There is no "second interview" per se. The board makes the ranking and unless something unusual happens offers are based on the ranking.

 :subbies:


----------



## TGO2

Magisterjuris Good luck! That is awesome.


----------



## winds_13

As an update, there is currently 3 of an initial 10 positions still available for DEO Legal Officer (RegF) for FY 2018-19, according to the  current Strategic Intake Plan (SIP).

Current outlook for FY 2019-20 is a SIP of 4, which may change.


----------



## Magisterjuris

Thanks TGO2. It is only the interview. Don't have an offer in hand yet...

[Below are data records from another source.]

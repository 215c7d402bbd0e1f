use crate::{error::Error, Result};
use parse_display::{Display, FromStr};
use polars::prelude::*;
use std::fs::File;
use std::path::{Path, PathBuf};

const SNAPSHOT_PREFIX: &str = "pbp_";
const SNAPSHOT_EXTENSION: &str = ".parquet";

#[derive(Copy, Clone, Debug, Default, PartialEq, Eq, Display, FromStr)]
#[display(style = "lowercase")]
pub enum OutputFormat {
    /// Arrow IPC file
    #[default]
    Feather,
    Parquet,
    Csv,
}

impl OutputFormat {
    pub fn extension(self) -> &'static str {
        match self {
            OutputFormat::Feather => "feather",
            OutputFormat::Parquet => "parquet",
            OutputFormat::Csv => "csv",
        }
    }
}

pub fn load_parquet<P: AsRef<Path>>(path: P) -> Result<DataFrame> {
    let mut file = File::open(path)?;
    let df = ParquetReader::new(&mut file).finish()?;
    Ok(df)
}

/// Finds the newest `pbp_<date>.parquet` in `dir`.
///
/// Snapshot names carry an ISO date stamp, so the lexicographically greatest name is the latest.
pub fn latest_snapshot<P: AsRef<Path>>(dir: P) -> Result<PathBuf> {
    let dir = dir.as_ref();
    let mut latest: Option<PathBuf> = None;

    for entry in std::fs::read_dir(dir)? {
        let path = entry?.path();
        let is_snapshot = path
            .file_name()
            .and_then(|name| name.to_str())
            .map_or(false, |name| {
                name.starts_with(SNAPSHOT_PREFIX) && name.ends_with(SNAPSHOT_EXTENSION)
            });

        if is_snapshot && path.is_file() && latest.as_ref().map_or(true, |l| path > *l) {
            latest = Some(path);
        }
    }

    let latest = latest.ok_or_else(|| Error::NoSnapshot(dir.to_path_buf()))?;
    log::debug!("Latest snapshot {}", latest.display());
    Ok(latest)
}

pub fn write_dataframe<P: AsRef<Path>>(
    df: &mut DataFrame,
    path: P,
    format: OutputFormat,
) -> Result<()> {
    let mut file = File::create(path)?;
    match format {
        OutputFormat::Feather => IpcWriter::new(&mut file).finish(df)?,
        OutputFormat::Parquet => {
            ParquetWriter::new(&mut file).finish(df)?;
        }
        OutputFormat::Csv => CsvWriter::new(&mut file).include_header(true).finish(df)?,
    }
    Ok(())
}
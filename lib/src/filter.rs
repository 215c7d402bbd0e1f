use polars::prelude::*;

/// Builds a row predicate over player-week tables.
#[derive(Clone, Default)]
pub struct WeekFilter {
    filter_expr: Option<Expr>,
}

impl WeekFilter {
    pub fn new() -> Self {
        Self { filter_expr: None }
    }

    pub fn season(mut self, season: i32) -> Self {
        let expr = col("season").eq(lit(season));
        self.extend_filter(expr)
    }

    pub fn week(mut self, week: i32) -> Self {
        let expr = col("week").eq(lit(week));
        self.extend_filter(expr)
    }

    pub fn team(mut self, team_name: &str) -> Self {
        let expr = col("team").eq(lit(team_name));
        self.extend_filter(expr)
    }

    // Combines the current filter with a new one using AND logic
    fn extend_filter(&mut self, new_expr: Expr) -> Self {
        self.filter_expr = match self.filter_expr.take() {
            Some(existing_expr) => Some(existing_expr.and(new_expr)),
            None => Some(new_expr),
        };
        self.clone()
    }

    pub fn build(self) -> Expr {
        self.filter_expr.unwrap_or_else(|| lit(true))
    }
}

Winds_13, thank you for that additional info. It raises a couple of questions:

1. I assume the SIPs are tied to the fiscal year? Would my interview be for the 2018/19 intake or 2019/20?

2. Given that some of the positions available have already been filled, I assume that the positions are filled "on-the-fly"? -  rather than interviewing all the shortlisted applicants, ranking them, and then selecting a few for further processing all at the same time?

3. Does the info also provide the number of potential applicants for the remaining three spots?

Thanks for any help you or anyone else is able to provide. Hopefully with the generous assistance of the forum, I can maximize my chance at further processing.


----------



## winds_13

Magisterjuris said:
			
		

> Thanks TGO2. It is only the interview. Don't have an offer in hand yet...
> 
> Winds_13, thank you for that additional info. It raises a couple of questions:
> 
> 1. I assume the SIPs are tied to the fiscal year? Would my interview be for the 2018/19 intake or 2019/20?
> 
> 2. Given that some of the positions available have already been filled, I assume that the positions are filled "on-the-fly"? -  rather than interviewing all the shortlisted applicants, ranking them, and then selecting a few for further processing all at the same time?
> 
> 3. Does the info also provide the number of potential applicants for the remaining three spots?
> 
> Thanks for any help you or anyone else is able to provide. Hopefully with the generous assistance of the forum, I can maximize my chance at further processing.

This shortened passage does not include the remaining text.